- _YOUR INSTRUCTIONS_: From the entries below, output the line with "not yet assigned." and each following line up to and including the line with "its binding with", exactly as written.

- _DATA FOR ANALYSIS_:

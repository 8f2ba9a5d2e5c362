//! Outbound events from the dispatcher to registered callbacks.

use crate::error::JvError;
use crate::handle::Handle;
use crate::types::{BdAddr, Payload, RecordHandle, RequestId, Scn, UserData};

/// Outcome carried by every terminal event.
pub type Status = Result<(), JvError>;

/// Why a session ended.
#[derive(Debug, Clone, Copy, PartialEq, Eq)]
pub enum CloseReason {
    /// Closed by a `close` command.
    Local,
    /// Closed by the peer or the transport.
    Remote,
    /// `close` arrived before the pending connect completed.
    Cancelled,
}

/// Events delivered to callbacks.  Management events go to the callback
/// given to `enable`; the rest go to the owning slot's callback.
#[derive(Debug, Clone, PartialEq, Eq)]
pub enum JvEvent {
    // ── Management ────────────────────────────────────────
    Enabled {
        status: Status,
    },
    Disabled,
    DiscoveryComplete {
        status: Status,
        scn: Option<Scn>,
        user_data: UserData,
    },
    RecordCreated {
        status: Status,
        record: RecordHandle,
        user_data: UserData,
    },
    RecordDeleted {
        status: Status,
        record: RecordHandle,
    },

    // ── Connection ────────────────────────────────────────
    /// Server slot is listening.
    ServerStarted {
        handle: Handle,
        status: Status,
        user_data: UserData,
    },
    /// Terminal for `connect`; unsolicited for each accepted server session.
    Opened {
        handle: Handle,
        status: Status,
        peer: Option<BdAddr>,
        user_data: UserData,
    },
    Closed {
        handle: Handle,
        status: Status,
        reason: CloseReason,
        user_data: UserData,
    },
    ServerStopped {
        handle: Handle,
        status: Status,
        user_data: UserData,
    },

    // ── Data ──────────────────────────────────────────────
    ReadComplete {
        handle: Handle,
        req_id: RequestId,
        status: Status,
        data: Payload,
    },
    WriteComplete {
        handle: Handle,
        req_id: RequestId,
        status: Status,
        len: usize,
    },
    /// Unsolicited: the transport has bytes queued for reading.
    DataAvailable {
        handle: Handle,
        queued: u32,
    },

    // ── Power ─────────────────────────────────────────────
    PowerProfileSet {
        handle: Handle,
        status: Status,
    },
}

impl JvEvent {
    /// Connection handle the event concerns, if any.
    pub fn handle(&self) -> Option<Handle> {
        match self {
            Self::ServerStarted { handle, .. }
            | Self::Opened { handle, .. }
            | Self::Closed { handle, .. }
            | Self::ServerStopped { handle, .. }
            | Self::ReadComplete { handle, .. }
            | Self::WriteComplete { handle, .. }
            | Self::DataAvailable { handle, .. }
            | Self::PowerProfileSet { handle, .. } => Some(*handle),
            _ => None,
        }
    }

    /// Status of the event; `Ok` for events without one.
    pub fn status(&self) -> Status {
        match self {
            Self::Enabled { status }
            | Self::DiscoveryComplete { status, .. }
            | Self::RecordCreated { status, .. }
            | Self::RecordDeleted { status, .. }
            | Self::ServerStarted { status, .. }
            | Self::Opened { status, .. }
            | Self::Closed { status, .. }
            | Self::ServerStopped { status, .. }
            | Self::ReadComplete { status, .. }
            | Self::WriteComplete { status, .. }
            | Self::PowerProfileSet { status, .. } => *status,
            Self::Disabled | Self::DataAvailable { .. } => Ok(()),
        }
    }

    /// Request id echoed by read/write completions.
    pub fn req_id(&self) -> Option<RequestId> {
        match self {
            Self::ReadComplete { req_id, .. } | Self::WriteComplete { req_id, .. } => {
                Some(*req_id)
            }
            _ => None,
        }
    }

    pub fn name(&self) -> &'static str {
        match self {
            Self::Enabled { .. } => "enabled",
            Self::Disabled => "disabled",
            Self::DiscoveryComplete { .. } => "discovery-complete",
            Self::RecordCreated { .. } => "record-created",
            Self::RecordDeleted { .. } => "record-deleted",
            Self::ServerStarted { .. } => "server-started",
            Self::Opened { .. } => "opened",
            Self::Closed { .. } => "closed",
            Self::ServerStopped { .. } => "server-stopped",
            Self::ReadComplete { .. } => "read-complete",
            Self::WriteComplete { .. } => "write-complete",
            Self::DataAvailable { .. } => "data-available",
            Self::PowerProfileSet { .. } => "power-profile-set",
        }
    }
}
--
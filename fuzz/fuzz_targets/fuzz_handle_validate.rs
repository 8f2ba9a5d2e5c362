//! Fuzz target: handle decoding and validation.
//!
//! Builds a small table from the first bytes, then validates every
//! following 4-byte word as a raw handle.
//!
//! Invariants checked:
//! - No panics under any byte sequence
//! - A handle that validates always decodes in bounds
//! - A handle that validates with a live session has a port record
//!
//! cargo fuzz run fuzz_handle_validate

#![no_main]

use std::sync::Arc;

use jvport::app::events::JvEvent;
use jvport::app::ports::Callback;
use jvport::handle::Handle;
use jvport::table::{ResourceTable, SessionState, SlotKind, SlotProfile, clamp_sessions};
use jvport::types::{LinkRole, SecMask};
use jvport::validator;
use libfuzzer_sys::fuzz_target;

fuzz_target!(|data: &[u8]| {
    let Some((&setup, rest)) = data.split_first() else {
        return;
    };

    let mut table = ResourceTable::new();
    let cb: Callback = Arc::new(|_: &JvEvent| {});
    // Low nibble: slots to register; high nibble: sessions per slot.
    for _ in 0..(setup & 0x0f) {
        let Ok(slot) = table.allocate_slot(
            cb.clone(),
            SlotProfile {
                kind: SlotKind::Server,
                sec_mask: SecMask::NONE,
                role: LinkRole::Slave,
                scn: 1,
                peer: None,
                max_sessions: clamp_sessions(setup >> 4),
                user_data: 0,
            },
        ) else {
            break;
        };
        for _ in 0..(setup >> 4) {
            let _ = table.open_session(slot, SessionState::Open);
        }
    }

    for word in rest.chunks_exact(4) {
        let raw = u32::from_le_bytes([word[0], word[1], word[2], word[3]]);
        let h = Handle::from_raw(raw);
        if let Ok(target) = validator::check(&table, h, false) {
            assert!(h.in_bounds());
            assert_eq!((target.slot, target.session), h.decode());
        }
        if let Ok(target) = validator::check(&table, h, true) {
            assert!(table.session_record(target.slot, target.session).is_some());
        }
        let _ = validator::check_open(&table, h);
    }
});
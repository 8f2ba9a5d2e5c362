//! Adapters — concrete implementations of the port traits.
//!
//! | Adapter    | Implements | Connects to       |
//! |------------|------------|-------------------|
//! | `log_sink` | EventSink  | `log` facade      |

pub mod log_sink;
* * *
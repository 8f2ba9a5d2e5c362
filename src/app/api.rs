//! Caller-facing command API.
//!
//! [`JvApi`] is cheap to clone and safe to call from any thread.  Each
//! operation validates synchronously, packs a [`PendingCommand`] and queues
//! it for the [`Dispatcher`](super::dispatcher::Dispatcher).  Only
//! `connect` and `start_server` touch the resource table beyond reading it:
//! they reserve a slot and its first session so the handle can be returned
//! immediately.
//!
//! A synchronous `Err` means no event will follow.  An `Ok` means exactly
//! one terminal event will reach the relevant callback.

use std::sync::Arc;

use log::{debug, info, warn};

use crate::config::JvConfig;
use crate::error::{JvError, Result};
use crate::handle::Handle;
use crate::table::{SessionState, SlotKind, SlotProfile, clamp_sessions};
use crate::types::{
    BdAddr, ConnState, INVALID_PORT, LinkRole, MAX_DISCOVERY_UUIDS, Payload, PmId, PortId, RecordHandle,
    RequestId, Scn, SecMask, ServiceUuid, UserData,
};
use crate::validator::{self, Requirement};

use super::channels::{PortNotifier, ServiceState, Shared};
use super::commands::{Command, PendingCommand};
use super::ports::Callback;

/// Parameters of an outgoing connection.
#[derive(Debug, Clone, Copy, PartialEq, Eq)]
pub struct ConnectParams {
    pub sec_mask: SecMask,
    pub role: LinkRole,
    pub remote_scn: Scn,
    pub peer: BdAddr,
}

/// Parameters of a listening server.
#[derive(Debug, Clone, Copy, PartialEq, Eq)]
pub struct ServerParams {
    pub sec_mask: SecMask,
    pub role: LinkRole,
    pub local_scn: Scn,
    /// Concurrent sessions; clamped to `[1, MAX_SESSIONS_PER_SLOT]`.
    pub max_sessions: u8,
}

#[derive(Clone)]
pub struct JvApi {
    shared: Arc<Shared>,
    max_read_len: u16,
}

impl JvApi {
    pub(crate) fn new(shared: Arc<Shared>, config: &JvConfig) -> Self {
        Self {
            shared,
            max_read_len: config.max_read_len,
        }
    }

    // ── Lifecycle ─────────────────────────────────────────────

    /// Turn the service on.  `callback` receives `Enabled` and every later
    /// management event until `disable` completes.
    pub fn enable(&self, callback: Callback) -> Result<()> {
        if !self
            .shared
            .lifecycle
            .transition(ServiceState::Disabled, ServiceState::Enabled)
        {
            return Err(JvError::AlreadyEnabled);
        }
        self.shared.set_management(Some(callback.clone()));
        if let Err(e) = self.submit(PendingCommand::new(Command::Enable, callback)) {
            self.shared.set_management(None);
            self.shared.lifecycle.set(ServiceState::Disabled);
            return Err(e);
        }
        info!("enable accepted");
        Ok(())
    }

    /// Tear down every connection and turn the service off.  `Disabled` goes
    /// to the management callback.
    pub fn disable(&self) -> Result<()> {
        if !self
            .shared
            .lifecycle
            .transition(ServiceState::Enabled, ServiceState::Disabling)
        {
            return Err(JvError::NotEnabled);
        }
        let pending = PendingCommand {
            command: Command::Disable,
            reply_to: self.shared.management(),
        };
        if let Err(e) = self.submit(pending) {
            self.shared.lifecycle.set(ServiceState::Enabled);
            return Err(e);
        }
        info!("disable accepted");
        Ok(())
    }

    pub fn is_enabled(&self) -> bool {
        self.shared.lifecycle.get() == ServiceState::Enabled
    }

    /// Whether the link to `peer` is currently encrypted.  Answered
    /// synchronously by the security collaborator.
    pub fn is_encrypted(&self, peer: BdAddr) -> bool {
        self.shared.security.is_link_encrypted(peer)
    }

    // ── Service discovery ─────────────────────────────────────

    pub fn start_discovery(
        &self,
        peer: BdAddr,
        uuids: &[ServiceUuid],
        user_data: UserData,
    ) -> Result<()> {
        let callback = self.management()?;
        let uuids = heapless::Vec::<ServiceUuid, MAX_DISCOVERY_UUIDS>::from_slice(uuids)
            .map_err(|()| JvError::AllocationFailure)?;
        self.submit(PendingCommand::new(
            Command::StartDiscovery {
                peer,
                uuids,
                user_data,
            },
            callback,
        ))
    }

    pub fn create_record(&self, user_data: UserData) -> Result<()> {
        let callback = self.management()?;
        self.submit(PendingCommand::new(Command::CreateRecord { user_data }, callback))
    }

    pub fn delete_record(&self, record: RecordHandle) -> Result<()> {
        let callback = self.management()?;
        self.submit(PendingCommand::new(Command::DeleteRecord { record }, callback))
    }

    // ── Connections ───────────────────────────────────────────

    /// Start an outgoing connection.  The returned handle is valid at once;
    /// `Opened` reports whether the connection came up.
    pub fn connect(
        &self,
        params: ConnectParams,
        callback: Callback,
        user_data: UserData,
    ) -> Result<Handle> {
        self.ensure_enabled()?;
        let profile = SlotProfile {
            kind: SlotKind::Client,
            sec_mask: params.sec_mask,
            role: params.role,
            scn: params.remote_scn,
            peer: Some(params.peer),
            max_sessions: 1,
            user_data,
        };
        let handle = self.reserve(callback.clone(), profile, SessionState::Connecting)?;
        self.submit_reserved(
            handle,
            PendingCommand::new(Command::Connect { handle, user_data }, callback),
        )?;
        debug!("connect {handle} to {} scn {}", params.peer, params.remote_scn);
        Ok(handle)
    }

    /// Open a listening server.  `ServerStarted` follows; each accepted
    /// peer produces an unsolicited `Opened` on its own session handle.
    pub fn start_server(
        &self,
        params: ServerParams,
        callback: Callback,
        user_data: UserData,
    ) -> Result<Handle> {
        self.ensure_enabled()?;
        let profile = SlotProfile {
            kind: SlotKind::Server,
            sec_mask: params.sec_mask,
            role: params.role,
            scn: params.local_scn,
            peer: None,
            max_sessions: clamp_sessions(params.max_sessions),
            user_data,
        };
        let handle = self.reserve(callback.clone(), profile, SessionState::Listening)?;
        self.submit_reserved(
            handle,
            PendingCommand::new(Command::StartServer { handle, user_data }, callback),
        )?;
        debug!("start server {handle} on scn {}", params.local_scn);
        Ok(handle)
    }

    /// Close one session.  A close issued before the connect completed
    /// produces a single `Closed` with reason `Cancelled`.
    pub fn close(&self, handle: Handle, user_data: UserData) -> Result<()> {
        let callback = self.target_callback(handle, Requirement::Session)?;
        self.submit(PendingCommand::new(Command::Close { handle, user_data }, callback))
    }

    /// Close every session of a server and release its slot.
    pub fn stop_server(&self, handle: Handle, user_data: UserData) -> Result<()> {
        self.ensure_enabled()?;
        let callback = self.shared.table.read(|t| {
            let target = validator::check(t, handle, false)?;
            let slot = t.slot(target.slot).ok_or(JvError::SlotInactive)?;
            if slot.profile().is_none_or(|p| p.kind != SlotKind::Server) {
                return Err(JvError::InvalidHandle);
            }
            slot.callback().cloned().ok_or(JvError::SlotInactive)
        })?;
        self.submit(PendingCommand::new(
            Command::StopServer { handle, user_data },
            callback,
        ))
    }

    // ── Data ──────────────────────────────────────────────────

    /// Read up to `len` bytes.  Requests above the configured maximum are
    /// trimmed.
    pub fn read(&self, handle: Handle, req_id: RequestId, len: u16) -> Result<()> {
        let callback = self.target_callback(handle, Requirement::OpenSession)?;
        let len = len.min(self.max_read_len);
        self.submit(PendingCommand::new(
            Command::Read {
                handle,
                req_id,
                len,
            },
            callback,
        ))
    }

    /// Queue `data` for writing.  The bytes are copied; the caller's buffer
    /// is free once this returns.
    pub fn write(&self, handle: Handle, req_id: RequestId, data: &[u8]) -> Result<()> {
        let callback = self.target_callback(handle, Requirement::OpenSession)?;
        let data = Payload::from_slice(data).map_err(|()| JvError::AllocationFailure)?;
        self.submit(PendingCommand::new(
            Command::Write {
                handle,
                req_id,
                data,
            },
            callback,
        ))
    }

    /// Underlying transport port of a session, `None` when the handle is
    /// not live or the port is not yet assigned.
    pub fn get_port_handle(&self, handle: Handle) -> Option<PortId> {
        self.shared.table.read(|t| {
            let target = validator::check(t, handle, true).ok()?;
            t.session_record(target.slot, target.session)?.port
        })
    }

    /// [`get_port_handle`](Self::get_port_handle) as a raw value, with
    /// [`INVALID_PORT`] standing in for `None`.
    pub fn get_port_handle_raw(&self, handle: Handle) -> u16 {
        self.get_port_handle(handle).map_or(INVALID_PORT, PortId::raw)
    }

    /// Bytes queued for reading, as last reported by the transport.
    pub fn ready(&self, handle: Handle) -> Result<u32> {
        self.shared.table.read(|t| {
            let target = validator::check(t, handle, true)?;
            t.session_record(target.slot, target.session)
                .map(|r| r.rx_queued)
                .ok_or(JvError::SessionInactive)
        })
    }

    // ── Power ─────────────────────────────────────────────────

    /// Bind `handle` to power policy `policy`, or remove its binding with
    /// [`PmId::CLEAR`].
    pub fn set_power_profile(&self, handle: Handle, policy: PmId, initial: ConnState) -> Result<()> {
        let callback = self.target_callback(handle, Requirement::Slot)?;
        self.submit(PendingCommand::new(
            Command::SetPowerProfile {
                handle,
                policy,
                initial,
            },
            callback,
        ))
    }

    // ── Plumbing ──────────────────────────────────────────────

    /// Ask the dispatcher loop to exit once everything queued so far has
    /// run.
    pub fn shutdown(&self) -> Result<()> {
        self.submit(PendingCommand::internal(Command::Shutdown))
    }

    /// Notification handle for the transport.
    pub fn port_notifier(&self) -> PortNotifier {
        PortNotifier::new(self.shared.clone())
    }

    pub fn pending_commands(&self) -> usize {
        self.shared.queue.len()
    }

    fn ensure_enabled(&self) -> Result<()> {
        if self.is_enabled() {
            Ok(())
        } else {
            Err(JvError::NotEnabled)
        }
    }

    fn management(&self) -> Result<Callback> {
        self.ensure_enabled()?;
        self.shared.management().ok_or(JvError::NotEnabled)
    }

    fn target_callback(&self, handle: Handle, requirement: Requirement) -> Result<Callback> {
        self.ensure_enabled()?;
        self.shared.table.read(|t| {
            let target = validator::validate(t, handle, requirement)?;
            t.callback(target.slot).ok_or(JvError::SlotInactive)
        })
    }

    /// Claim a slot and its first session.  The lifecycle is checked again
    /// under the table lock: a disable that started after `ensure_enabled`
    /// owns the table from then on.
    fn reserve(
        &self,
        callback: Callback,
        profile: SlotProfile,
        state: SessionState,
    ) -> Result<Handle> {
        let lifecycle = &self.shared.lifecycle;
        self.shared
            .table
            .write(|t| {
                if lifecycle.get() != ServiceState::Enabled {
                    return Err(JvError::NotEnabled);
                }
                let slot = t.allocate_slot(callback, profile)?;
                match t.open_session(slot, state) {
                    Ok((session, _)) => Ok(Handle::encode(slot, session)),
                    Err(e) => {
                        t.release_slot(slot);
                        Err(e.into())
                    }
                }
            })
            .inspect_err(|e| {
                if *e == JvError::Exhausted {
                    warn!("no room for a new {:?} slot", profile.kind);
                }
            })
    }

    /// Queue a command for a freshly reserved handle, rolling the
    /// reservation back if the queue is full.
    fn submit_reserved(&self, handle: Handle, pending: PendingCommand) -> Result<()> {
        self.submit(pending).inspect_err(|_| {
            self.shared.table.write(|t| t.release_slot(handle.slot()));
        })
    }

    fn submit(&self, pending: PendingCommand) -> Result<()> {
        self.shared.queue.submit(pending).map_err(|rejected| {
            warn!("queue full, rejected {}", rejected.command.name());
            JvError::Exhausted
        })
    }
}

- _EXERCISE RESULT_:
    /// not live or the port is not yet assigned.
    pub fn get_port_handle(&self, handle: Handle) -> Option<PortId> {
        self.shared.table.read(|t| {
            let target = validator::check(t, handle, true).ok()?;
            t.session_record(target.slot, target.session)?.port
        })
    }

    /// [`get_port_handle`](Self::get_port_handle) as a raw value, with
    /// [`INVALID_PORT`] standing in for `None`.
    pub fn get_port_handle_raw(&self, handle: Handle) -> u16 {
        self.get_port_handle(handle).map_or(INVALID_PORT, PortId::raw)
    }

    /// Bytes queued for reading, as last reported by the transport.
    pub fn ready(&self, handle: Handle) -> Result<u32> {
        self.shared.table.read(|t| {
            let target = validator::check(t, handle, true)?;
            t.session_record(target.slot, target.session)
                .map(|r| r.rx_queued)
                .ok_or(JvError::SessionInactive)
        })
    }

    // ── Power ─────────────────────────────────────────────────

    /// Bind `handle` to power policy `policy`, or remove its binding with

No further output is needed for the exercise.